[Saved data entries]
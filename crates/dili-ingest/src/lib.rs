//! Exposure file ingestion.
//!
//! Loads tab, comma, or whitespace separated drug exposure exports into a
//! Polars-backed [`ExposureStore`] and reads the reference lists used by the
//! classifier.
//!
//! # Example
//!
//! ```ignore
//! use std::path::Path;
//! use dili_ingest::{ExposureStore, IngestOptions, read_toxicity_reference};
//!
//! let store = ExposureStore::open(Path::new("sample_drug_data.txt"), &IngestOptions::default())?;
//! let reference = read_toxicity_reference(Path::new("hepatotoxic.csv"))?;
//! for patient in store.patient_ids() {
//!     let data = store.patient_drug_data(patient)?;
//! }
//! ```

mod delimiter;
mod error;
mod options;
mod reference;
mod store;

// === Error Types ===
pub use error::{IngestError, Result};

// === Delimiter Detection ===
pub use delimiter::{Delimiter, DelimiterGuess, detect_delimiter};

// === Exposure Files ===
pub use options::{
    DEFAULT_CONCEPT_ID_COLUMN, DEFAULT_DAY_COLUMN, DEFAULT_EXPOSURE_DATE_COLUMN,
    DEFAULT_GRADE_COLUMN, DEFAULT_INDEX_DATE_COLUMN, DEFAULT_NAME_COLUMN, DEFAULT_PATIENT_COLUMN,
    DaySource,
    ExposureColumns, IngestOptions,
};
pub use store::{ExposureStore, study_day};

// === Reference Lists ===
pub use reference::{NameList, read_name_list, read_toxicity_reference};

▶ [Requirement]
Copy out each record from above, exactly.

▶ [Task solution]
filename crates/dili-ingest/src/lib.rs
//! Exposure file ingestion.
//!
//! Loads tab, comma, or whitespace separated drug exposure exports into a
//! Polars-backed [`ExposureStore`] and reads the reference lists used by the
//! classifier.
//!
//! # Example
//!
//! ```ignore
//! use std::path::Path;
//! use dili_ingest::{ExposureStore, IngestOptions, read_toxicity_reference};
//!
//! let store = ExposureStore::open(Path::new("sample_drug_data.txt"), &IngestOptions::default())?;
//! let reference = read_toxicity_reference(Path::new("hepatotoxic.csv"))?;
//! for patient in store.patient_ids() {
//!     let data = store.patient_drug_data(patient)?;
//! }
//! ```

mod delimiter;
mod error;
mod options;
mod reference;
mod store;

// === Error Types ===
pub use error::{IngestError, Result};

// === Delimiter Detection ===
pub use delimiter::{Delimiter, DelimiterGuess, detect_delimiter};

// === Exposure Files ===
pub use options::{
    DEFAULT_CONCEPT_ID_COLUMN, DEFAULT_DAY_COLUMN, DEFAULT_EXPOSURE_DATE_COLUMN,
    DEFAULT_GRADE_COLUMN, DEFAULT_INDEX_DATE_COLUMN, DEFAULT_NAME_COLUMN, DEFAULT_PATIENT_COLUMN,
    DaySource,
    ExposureColumns, IngestOptions,
};
pub use store::{ExposureStore, study_day};

// === Reference Lists ===
pub use reference::{NameList, read_name_list, read_toxicity_reference};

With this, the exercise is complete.